# 4th generation convicts!!!



## Guest (Nov 21, 2005)

Hey mates! I've had fish for about 15 yrs now. I've had preetty much all of the smaller community fish(guppies, platies, tetras, danios, barbs). I got into cichlids about 7 yrs ago. My 1st cichlids were 3 black convicts (2 F & 1M). About 3 months later, the M paired with the bigger F & they had a brood, well then a few days later he paired with the other F & had another brood. Well when the young got bigger I sorted through them & kept a few. Then I bought some at the lfs to breed with my babies. Each generation I repeat the routine. Now I have 4th generation convicts. I had their great grandpa & great grandma. They are 3 months old now & I have already bought 2 Pink convicts to breed with them. I plan on trying to keep the line going as long as I can. I LOVE CONVICTS!!


----------



## fishfreaks (Jan 19, 2005)

Wow, congrats! And :hi: to the forums!! I love breeding convicts too.
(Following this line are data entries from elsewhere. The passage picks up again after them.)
//! Flowdock transport for cortex.
//!
//! Covers the streaming side (long-lived `\r`-delimited JSON stream and the
//! correlation of its records into [`CorrelatedEvent`]s) and the REST side
//! (flow directory, user list and threaded comment replies).

pub mod client;
pub mod directory;
pub mod error;
pub mod event;
pub mod outbound;
pub mod stream;
pub mod users;

pub use {
    client::FlowdockApi,
    directory::{ChannelDirectory, ChannelLookup, ChannelRecord, REFRESH_INTERVAL},
    error::{Error, Result},
    event::{CorrelatedEvent, Correlation, EventCorrelator, EventKind},
    outbound::{ReplyOutcome, ReplyPoster},
    stream::{Connection, RawEvent, StreamReader},
};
They do most of the work and you have the chance to actually sit back and see whats going on :-D


----------



## Guest (Nov 21, 2005)

welcome! that's pretty awesome with your convicts. i contemplated getting a pair, but decided to start an african cichlid tank instead. your fish sound pretty cool, and im expecting some pics.


----------



## Georgia Peach (Sep 23, 2005)

Yeah, post some pics! I love convicts too! I had a black pair about 12 years ago - I really miss them - they are nice fish!


----------